Personally, I do not feel ill-willed toward people who use the term OCD incorrectly. I am also not debilitated by my OCD. It does affect a big portion of my life, but I am able to push my panic aside if I really need to. A lot of people cannot do that. So, I can see why OCD being essentially commercialized is irking the people who are really suffering.
The media paints OCD as a neat personality trait, but it’s truly a disorder, and I think people forget that. This is because our society’s understanding of OCD comes from funny characters in television shows who are chaotic, meticulous and extremely anal-retentive. Such characters include the aforementioned Monica Geller as well as Emma Pillsbury from “Glee”.
In a time when mental health issues are romanticized and people, from my perspective, seem to be faking disorders left and right, I find this extremely harmful. It is glossing over how debilitating OCD can truly be. In order to move forward as a society, I believe we need to get rid of such romanticized and, therefore harmful, stigmas.

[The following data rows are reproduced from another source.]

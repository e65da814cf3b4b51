//! Ingestion handlers
//!
//! The write side of the HTTP surface, driven by the external transport
//! poller. Bodies are parsed field-by-field so every rejection names the
//! offending field; a rejected body leaves stored state untouched.

use axum::extract::State;
use axum::Json;
use bytes::Bytes;
use serde_json::{json, Value};

use super::AppState;
use crate::error::{Error, Result};
use crate::message::ProjectId;
use crate::state::TransportState;

/// POST /api/state
pub(super) async fn post_state(
    State(app): State<AppState>,
    body: Bytes,
) -> Result<Json<Value>> {
    let candidate = TransportState::from_body(&body)?;
    let accepted = app.apply_state(candidate).await?;

    Ok(Json(json!({ "ok": true, "state": accepted })))
}

/// POST /api/select
pub(super) async fn post_select(
    State(app): State<AppState>,
    body: Bytes,
) -> Result<Json<Value>> {
    let id = parse_selection(&body)?;
    let id = app.apply_selection(id).await?;

    Ok(Json(json!({ "ok": true, "projectId": id })))
}

fn parse_selection(body: &[u8]) -> Result<ProjectId> {
    let value: Value = serde_json::from_slice(body)
        .map_err(|e| Error::validation("body", format!("invalid JSON: {e}")))?;

    let id = value
        .get("projectId")
        .ok_or_else(|| Error::validation("projectId", "missing required field"))?
        .as_str()
        .ok_or_else(|| Error::validation("projectId", "must be a string"))?;

    ProjectId::parse(id)
}
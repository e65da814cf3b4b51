//! Push-channel wire messages
//!
//! Everything that travels server-to-client over `/ws/state` is a
//! `PushMessage`, tagged by `type` so a client can tell state updates and
//! selection changes apart on the one channel.

use std::fmt;

use serde::{Deserialize, Serialize};

use crate::error::{Error, Result};
use crate::state::TransportState;

/// Opaque identifier naming the active project/song.
#[derive(Debug, Clone, PartialEq, Eq, Hash, Serialize, Deserialize)]
#[serde(transparent)]
pub struct ProjectId(String);

impl ProjectId {
    /// Parse an identifier, rejecting the empty string.
    pub fn parse(id: impl Into<String>) -> Result<Self> {
        let id = id.into();
        if id.is_empty() {
            return Err(Error::validation("projectId", "must be a non-empty string"));
        }
        Ok(Self(id))
    }

    pub fn as_str(&self) -> &str {
        &self.0
    }
}

impl fmt::Display for ProjectId {
    fn fmt(&self, f: &mut fmt::Formatter<'_>) -> fmt::Result {
        f.write_str(&self.0)
    }
}

/// A message fanned out to every registered subscriber.
#[derive(Debug, Clone, PartialEq, Serialize, Deserialize)]
#[serde(tag = "type", rename_all = "lowercase")]
pub enum PushMessage {
    /// A newly accepted transport state (also the connect-time snapshot)
    State(TransportState),
    /// The active project changed
    Selection {
        #[serde(rename = "projectId")]
        project_id: ProjectId,
    },
}

impl PushMessage {
    /// Serialize to the JSON text frame sent on the wire.
    pub fn to_text(&self) -> Result<String> {
        serde_json::to_string(self).map_err(|e| Error::Connection(e.to_string()))
    }
}

#[cfg(test)]
mod tests {
    use super::*;
    use serde_json::json;

    #[test]
    fn test_project_id_rejects_empty() {
        let err = ProjectId::parse("").unwrap_err();
        assert!(matches!(err, Error::Validation { ref field, .. } if field == "projectId"));
    }

    #[test]
    fn test_project_id_roundtrip() {
        let id = ProjectId::parse("song-2").unwrap();
        assert_eq!(id.as_str(), "song-2");
        assert_eq!(id.to_string(), "song-2");
    }

    #[test]
    fn test_state_message_tagged() {
        let msg = PushMessage::State(TransportState::default());
        let value: serde_json::Value = serde_json::from_str(&msg.to_text().unwrap()).unwrap();

        assert_eq!(value["type"], json!("state"));
        assert_eq!(value["bar"], json!(1));
        assert_eq!(value["bpm"], json!(120.0));
    }

    #[test]
    fn test_selection_message_tagged() {
        let msg = PushMessage::Selection {
            project_id: ProjectId::parse("song-2").unwrap(),
        };
        let value: serde_json::Value = serde_json::from_str(&msg.to_text().unwrap()).unwrap();

        assert_eq!(value["type"], json!("selection"));
        assert_eq!(value["projectId"], json!("song-2"));
    }

    #[test]
    fn test_messages_deserialize() {
        let msg: PushMessage =
            serde_json::from_value(json!({"type": "selection", "projectId": "intro"})).unwrap();

        assert_eq!(
            msg,
            PushMessage::Selection {
                project_id: ProjectId::parse("intro").unwrap()
            }
        );
    }
}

According to a 2010 study from Maastricht University, people can actually give themselves a mental disorder through faking it. This feigning tricks the brain into thinking it has such symptoms and can cause the person to truly develop them.
With how common romanticizing mental illness is in today’s society, it is extremely important something is done to change it. Mental illness is not a fad; it is harmful. The romanticized stigma is harmful.
Society needs to stop treating mental illness like a personality trait or a lifestyle. It can be crippling. OCD can be crippling. People are obsessed with the idea that having a mental illness such as OCD makes you different, and that it makes you stand out. But once you have it, all you really want is to fit in.
I am going to be honest and say that I am not going in depth in all the ways that OCD has affected my life. It is not one of the fun parts. But some things are just too personal to share with complete strangers. However, I will say that in order to have people suffering from this disorder not feel alienated, we need to get rid of the stigma our society has created regarding it.